The Price of Choice


Rating: PG
Pairing: Ellie/Wesley
Disclaimer: Not mine, just playing.
Archive: At my site, The Band Gazebo (http://helsinkibaby.ahkay.net)
Summary: She's all out of choices.
Author's Note: Once again, blaming Heidi. This was written for the livejournal Writer's Choice group - http://www.livejournal.com/community/writers_choice/ - the theme was "Choice".


It's ironic she thinks, that for a well-educated 21st Century woman, the President's daughter yet, who's always believed in a woman's right to choose, that she should have no choice at all.

But when she holds the bloodwork in her hand telling her that Emily Barrington is indeed pregnant, she knows exactly what she has to do, and choice doesn't come into the matter.

She goes straight into autopilot, making the arrangements that need to be made, and everyone involved in the hospital assures her privacy.

Telling the Secret Service is another thing entirely, and she waits until that night when Molly, her second-favourite agent, is securing her apartment. She knows that she's shocking her, both with the news and her decision and she gives her the same reason she gave at the hospital.

Not her age, the fact that she's single and studying to be a doctor, though those are all valid reasons.

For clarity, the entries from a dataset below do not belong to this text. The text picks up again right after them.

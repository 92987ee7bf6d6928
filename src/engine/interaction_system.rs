use std::f32::consts::TAU;

use super::*;
use crate::constants::{
    EXTINGUISH_COOLDOWN_MS, FLICKER_COOLDOWN_MS, FLICKER_DURATION_MS, INTERACTION_DISTANCE,
    ITEM_PICKUP_DISTANCE, PUSH_COOLDOWN_MS, PUSH_DISTANCE, REFUEL_RADIUS, SALT_PICKUP_DISTANCE,
    SALT_USE_RANGE, SEAL_COOLDOWN_MS, SEAL_DURATION_MS,
};
use crate::types::LampKind;
use crate::world::clamp_to_play_bounds;

/// Outcome of a salt charge: the stunned agent, if one was in range.
#[derive(Clone, Debug, PartialEq, Eq)]
pub struct SaltUse {
    pub charges_left: u32,
    pub stunned: Option<String>,
}
use tracing::info;

use super::*;
use crate::antagonist::{advance, AgentTarget, AgentWorld};
use crate::constants::{AURA_DECAY_PER_SEC, CATCH_GRACE_MS, CATCH_RADIUS};
use crate::types::TalismanLossReason;

impl RoomSession {
    pub(super) fn living_targets(&self) -> Vec<AgentTarget> {
        self.players
            .iter()
            .filter(|player| player.is_cooperator() && player.view.alive)
            .map(|player| AgentTarget {
                id: player.view.id.clone(),
                x: player.view.x,
                y: player.view.y,
                aura: player.view.aura,
            })
            .collect()
    }

    pub(super) fn update_antagonists(&mut self, dt_ms: u64) {
        let targets = self.living_targets();
        let world = AgentWorld {
            nav: &self.nav,
            doors: &self.doors,
            targets: &targets,
            now_ms: self.now_ms,
            dt_ms,
        };
        for agent in &mut self.agents {
            let step = advance(agent, &world, self.rng.as_mut());
            agent.x = step.x;
            agent.y = step.y;
            agent.state = step.state;
        }
    }

    pub(super) fn decay_aura(&mut self, dt_ms: u64) {
        let rate = AURA_DECAY_PER_SEC * self.aura_decay_multiplier();
        let drain = rate * dt_ms as f32 / 1000.0;
        let mut drained = Vec::new();
        for (idx, player) in self.players.iter_mut().enumerate() {
            if !player.is_cooperator() || !player.view.alive {
                continue;
            }
            player.view.aura = (player.view.aura - drain).max(0.0);
            if player.view.aura <= 0.0 {
                drained.push(idx);
            }
        }
        for idx in drained {
            self.lose_talisman(idx, TalismanLossReason::Aura);
        }
    }

    /// Living, non-invulnerable cooperators touching a non-stunned agent.
    pub(super) fn resolve_catches(&mut self) {
        let caught: Vec<usize> = self
            .players
            .iter()
            .enumerate()
            .filter(|(_, player)| {
                player.is_cooperator()
                    && player.view.alive
                    && self.now_ms >= player.view.invulnerable_until
                    && self.agents.iter().any(|agent| {
                        !agent.is_stunned()
                            && distance(agent.position(), player.position()) <= CATCH_RADIUS
                    })
            })
            .map(|(idx, _)| idx)
            .collect();
        for idx in caught {
            self.lose_talisman(idx, TalismanLossReason::Caught);
        }
    }

    pub(super) fn lose_talisman(&mut self, idx: usize, reason: TalismanLossReason) {
        let Some(player) = self.players.get_mut(idx) else {
            return;
        };
        if !player.view.alive {
            return;
        }
        player.view.talismans = player.view.talismans.saturating_sub(1);
        let player_id = player.view.id.clone();
        let talismans = player.view.talismans;
        self.broadcast(ServerEvent::TalismanUpdate {
            player_id: player_id.clone(),
            talismans,
            reason,
        });
        self.drop_carried_item(idx);

        if talismans == 0 {
            let player = &mut self.players[idx].view;
            player.alive = false;
            player.aura = 0.0;
            self.circle.qualifying.retain(|id| id != &player_id);
            info!(room_id = %self.id, player_id = %player_id, ?reason, "player died");
            self.broadcast(ServerEvent::PlayerDied { player_id });
            return;
        }

        let now_ms = self.now_ms;
        let internal = &mut self.players[idx];
        internal.view.x = internal.spawn.0;
        internal.view.y = internal.spawn.1;
        internal.view.aura = AURA_MAX;
        internal.view.invulnerable_until = now_ms + CATCH_GRACE_MS;
        let (x, y) = internal.spawn;
        self.broadcast(ServerEvent::PlayerRespawn {
            player_id: player_id.clone(),
            x,
            y,
            aura: AURA_MAX,
            talismans,
        });
        self.broadcast(ServerEvent::AuraUpdate {
            player_id,
            aura: AURA_MAX,
        });
    }

    /// Ends the game once no cooperator is left alive.
    pub(super) fn check_all_dead(&mut self) {
        if self.phase != Phase::Playing {
            return;
        }
        let any_alive = self
            .players
            .iter()
            .any(|player| player.is_cooperator() && player.view.alive);
        if !any_alive {
            self.end_game(Phase::ChaathanWin, GameOverReason::AllDead);
        }
    }

    pub(super) fn broadcast_aura(&mut self) {
        let updates: Vec<(String, f32)> = self
            .players
            .iter()
            .filter(|player| player.is_cooperator() && player.view.alive)
            .map(|player| (player.view.id.clone(), player.view.aura))
            .collect();
        for (player_id, aura) in updates {
            self.broadcast(ServerEvent::AuraUpdate { player_id, aura });
        }
    }
}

But the fact that if this gets out, it's not just about her. It becomes a red-hot political issue that could cause all kinds of problems for her father's administration.

She doesn't tell her that it could also cause all kinds of problems for the baby's father, not least of which would be the end of his career.

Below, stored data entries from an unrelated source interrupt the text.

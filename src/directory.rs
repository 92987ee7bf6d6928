//! Room registry and connection-to-room routing.

use std::collections::HashMap;

use rand::distr::Alphanumeric;
use rand::Rng as _;
use tracing::info;

use crate::constants::MAX_PLAYERS;
use crate::engine::{RoomSession, RoomSettings};
use crate::error::RoomError;
use crate::rng::Rng;
use crate::server_utils::{normalize_room_id, ROOM_ID_LEN};
use crate::types::{Difficulty, GameMode, Outbound, Phase, RoomSummary};

/// What a connection left behind when it departed its room.
#[derive(Debug)]
pub struct Departure {
    pub room_id: String,
    /// The roster emptied and the room is gone.
    pub destroyed: bool,
    pub outbound: Vec<Outbound>,
}

pub struct RoomDirectory {
    rooms: HashMap<String, RoomSession>,
    room_by_connection: HashMap<String, String>,
    max_rooms: usize,
    default_duration_ms: u64,
    next_seq: u64,
}

impl RoomDirectory {
    pub fn new(max_rooms: usize, default_duration_ms: u64) -> Self {
        Self {
            rooms: HashMap::new(),
            room_by_connection: HashMap::new(),
            max_rooms,
            default_duration_ms,
            next_seq: 1,
        }
    }

    pub fn room_count(&self) -> usize {
        self.rooms.len()
    }

    pub fn room_of(&self, conn_id: &str) -> Option<&str> {
        self.room_by_connection.get(conn_id).map(String::as_str)
    }

    pub fn room_mut(&mut self, room_id: &str) -> Option<&mut RoomSession> {
        self.rooms.get_mut(room_id)
    }

    pub fn session_for_mut(&mut self, conn_id: &str) -> Option<&mut RoomSession> {
        let room_id = self.room_by_connection.get(conn_id)?;
        self.rooms.get_mut(room_id)
    }

    pub fn drain_room(&mut self, room_id: &str) -> Vec<Outbound> {
        self.rooms
            .get_mut(room_id)
            .map(RoomSession::drain_outbox)
            .unwrap_or_default()
    }

    /// Rooms in creation order.
    pub fn list_rooms(&self) -> Vec<RoomSummary> {
        let mut rooms: Vec<&RoomSession> = self.rooms.values().collect();
        rooms.sort_by_key(|room| room.created_seq());
        rooms.into_iter().map(RoomSession::summary).collect()
    }

    /// Quick match: the oldest waiting room with space, else a fresh default room.
    pub fn join(&mut self, conn_id: &str, name: Option<&str>) -> Result<String, RoomError> {
        self.ensure_unassigned(conn_id)?;
        let open = self
            .rooms
            .values()
            .filter(|room| room.phase() == Phase::Waiting && room.player_count() < MAX_PLAYERS)
            .min_by_key(|room| room.created_seq())
            .map(|room| room.id.clone());
        match open {
            Some(room_id) => self.join_room(conn_id, name, &room_id),
            None => {
                let settings = RoomSettings::new(
                    GameMode::Survival,
                    Difficulty::Medium,
                    self.default_duration_ms,
                );
                self.create_room(conn_id, name, settings)
            }
        }
    }

    pub fn create_room(
        &mut self,
        conn_id: &str,
        name: Option<&str>,
        settings: RoomSettings,
    ) -> Result<String, RoomError> {
        self.ensure_unassigned(conn_id)?;
        if self.rooms.len() >= self.max_rooms {
            return Err(RoomError::TooManyRooms);
        }
        let room_id = self.fresh_room_id();
        let seq = self.next_seq;
        self.next_seq += 1;
        let session = RoomSession::new(
            room_id.clone(),
            seq,
            settings,
            Box::new(Rng::new(rand::random())),
        );
        info!(
            room_id = %room_id,
            mode = ?settings.mode,
            difficulty = ?settings.difficulty,
            duration_ms = settings.duration_ms,
            "room created"
        );
        self.rooms.insert(room_id.clone(), session);

        if let Err(err) = self.add_to_room(conn_id, name, &room_id) {
            self.destroy_room(&room_id);
            return Err(err);
        }
        Ok(room_id)
    }

    pub fn join_room(
        &mut self,
        conn_id: &str,
        name: Option<&str>,
        room_id: &str,
    ) -> Result<String, RoomError> {
        self.ensure_unassigned(conn_id)?;
        let room_id = normalize_room_id(room_id).ok_or(RoomError::RoomNotFound)?;
        self.add_to_room(conn_id, name, &room_id)?;
        Ok(room_id)
    }

    pub fn leave(&mut self, conn_id: &str) -> Option<Departure> {
        let room_id = self.room_by_connection.remove(conn_id)?;
        let room = self.rooms.get_mut(&room_id)?;
        room.remove_player(conn_id);
        let outbound = room.drain_outbox();
        let destroyed = room.is_empty();
        if destroyed {
            self.destroy_room(&room_id);
        }
        Some(Departure {
            room_id,
            destroyed,
            outbound,
        })
    }

    fn add_to_room(
        &mut self,
        conn_id: &str,
        name: Option<&str>,
        room_id: &str,
    ) -> Result<(), RoomError> {
        let room = self.rooms.get_mut(room_id).ok_or(RoomError::RoomNotFound)?;
        room.add_player(conn_id, name)?;
        self.room_by_connection
            .insert(conn_id.to_string(), room_id.to_string());
        Ok(())
    }

    fn ensure_unassigned(&self, conn_id: &str) -> Result<(), RoomError> {
        if self.room_by_connection.contains_key(conn_id) {
            return Err(RoomError::AlreadyInRoom);
        }
        Ok(())
    }

    fn destroy_room(&mut self, room_id: &str) {
        if let Some(mut room) = self.rooms.remove(room_id) {
            room.teardown();
            self.room_by_connection.retain(|_, id| id != room_id);
            info!(room_id, "room destroyed");
        }
    }

    fn fresh_room_id(&self) -> String {
        loop {
            let candidate: String = rand::rng()
                .sample_iter(&Alphanumeric)
                .take(ROOM_ID_LEN)
                .map(|byte| char::from(byte).to_ascii_lowercase())
                .collect();
            if !self.rooms.contains_key(&candidate) {
                return candidate;
            }
        }
    }
}

#[cfg(test)]
mod tests {
    use super::*;
    use crate::constants::DEFAULT_GAME_DURATION_MS;
    use crate::types::ServerEvent;

    fn directory() -> RoomDirectory {
        RoomDirectory::new(4, DEFAULT_GAME_DURATION_MS)
    }

    #[test]
    fn quick_join_fills_one_room_before_opening_another() {
        let mut rooms = directory();
        let first = rooms.join("c0", Some("A")).expect("join");
        for idx in 1..MAX_PLAYERS {
            let room_id = rooms.join(&format!("c{idx}"), None).expect("join");
            assert_eq!(room_id, first);
        }
        assert_eq!(
            rooms.room_mut(&first).map(|room| room.phase()),
            Some(Phase::Instructions)
        );
        let second = rooms.join("c9", None).expect("join");
        assert_ne!(second, first);
        assert_eq!(rooms.room_count(), 2);
    }

    #[test]
    fn room_ids_are_short_lowercase_alphanumeric() {
        let mut rooms = directory();
        let room_id = rooms.join("c0", None).expect("join");
        assert_eq!(room_id.len(), ROOM_ID_LEN);
        assert!(room_id
            .chars()
            .all(|c| c.is_ascii_lowercase() || c.is_ascii_digit()));
        assert_eq!(normalize_room_id(&room_id.to_uppercase()), Some(room_id));
    }

    #[test]
    fn a_connection_belongs_to_one_room() {
        let mut rooms = directory();
        rooms.join("c0", None).expect("join");
        assert_eq!(rooms.join("c0", None), Err(RoomError::AlreadyInRoom));
        assert_eq!(
            rooms.create_room("c0", None, RoomSettings::default()),
            Err(RoomError::AlreadyInRoom)
        );
    }

    #[test]
    fn join_room_reports_missing_and_full_rooms() {
        let mut rooms = directory();
        assert_eq!(
            rooms.join_room("c0", None, "zzzzzzzz"),
            Err(RoomError::RoomNotFound)
        );
        let room_id = rooms
            .create_room("c0", None, RoomSettings::default())
            .expect("create");
        for idx in 1..MAX_PLAYERS {
            rooms
                .join_room(&format!("c{idx}"), None, &room_id)
                .expect("join");
        }
        assert_eq!(
            rooms.join_room("late", None, &room_id),
            Err(RoomError::RoomFull)
        );
        assert_eq!(rooms.room_of("late"), None);
    }

    #[test]
    fn room_cap_is_enforced() {
        let mut rooms = RoomDirectory::new(1, DEFAULT_GAME_DURATION_MS);
        rooms
            .create_room("c0", None, RoomSettings::default())
            .expect("create");
        assert_eq!(
            rooms.create_room("c1", None, RoomSettings::default()),
            Err(RoomError::TooManyRooms)
        );
    }

    #[test]
    fn last_leaver_destroys_the_room() {
        let mut rooms = directory();
        let room_id = rooms.join("c0", None).expect("join");
        rooms.join("c1", None).expect("join");
        rooms.drain_room(&room_id);

        let departure = rooms.leave("c0").expect("member");
        assert!(!departure.destroyed);
        assert!(departure
            .outbound
            .iter()
            .any(|out| matches!(out.event, ServerEvent::PlayerLeft { .. })));

        let departure = rooms.leave("c1").expect("member");
        assert!(departure.destroyed);
        assert_eq!(rooms.room_count(), 0);
        assert!(rooms.leave("c1").is_none());
    }

    #[test]
    fn listing_follows_creation_order() {
        let mut rooms = directory();
        let mut created = Vec::new();
        for idx in 0..3 {
            let settings = RoomSettings::new(GameMode::Competitive, Difficulty::Easy, 60_000);
            created.push(
                rooms
                    .create_room(&format!("c{idx}"), None, settings)
                    .expect("create"),
            );
        }
        let listed: Vec<String> = rooms
            .list_rooms()
            .into_iter()
            .map(|summary| summary.room_id)
            .collect();
        assert_eq!(listed, created);
    }
}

Because he's a Secret Service Agent and she's the President's daughter, and they both knew better.

But they'd chosen to let the attraction get the better of them and they'd held hands in movie theatres and she'd kissed him in her apartment and she'd cried when he'd been transferred back to Washington. He'd requested it after one of their long talks, and she'd agreed with the reasons, but it didn't make it hurt any less.

In the time since, she'd dated other men, but they'd never made her feel like he had, and there were times when she'd seen him from afar, had seen him looking at her, and she'd known that he was feeling the same way she was.

She'd chosen to go to Camp David for a family Thanksgiving, hoping he'd be there, and it had been there, in a deserted cabin, that they'd made love for the first and only time.

They'd made those choices and now she has none left, because she knows she has to protect the two most important men in her life, no matter the price to her.

She wonders how she can explain this to Molly, but then she sees the confusion on the other woman's face give way to clarity, and when Molly asks slowly, cautiously, for confirmation that she shouldn't mention this to Wesley, Ellie doesn't tell her that she's wrong.

The tears in her eyes tell her she's right though.

So the next day Emily Barrington checks into the hospital when Molly and Brian bring Ellie to work. The procedure is carried out by friends of hers who would cut their tongues out before they'd leak this to the press, and when she wakes in the darkened recovery room, Molly is right by her side. When Emily Barrington checks herself out AMA, Ellie is lying down in one of the on call rooms, trying to sleep, telling people who open the door and see her there that they really should be careful with the leftover Chinese food in their fridge.

By the time they bring her out the back way, she's used to Molly's concerned look. It's only when she sees every scrap of colour leech out of Brian's face that she realises she must really look as bad as she feels, if not worse. She can't muster up the energy to say something to him though, so she just slides into the back seat and closes her eyes, hears Molly tell him to drive.

She doesn't open her eyes until the car stops, and by then she's so tired that Molly all but carries her into the apartment. She heads straight for the bedroom, throwing her jacket to the ground as she walks, Molly going ahead of her, lifting the covers off the bed and telling her to sit. She feels like a child as Molly helps her off with her shoes, helps her into a lying position, tucks the blankets snugly around her. She whispers goodnight, holding her pillow to her tightly, keeping a rein on her emotions as she listens to the familiar sounds of the other woman securing the premises for the night.

It's only when she he hears the front door click shut and she knows she's alone that she allows herself to cry, for the choices she made and the ones she didn't have, and the price of both.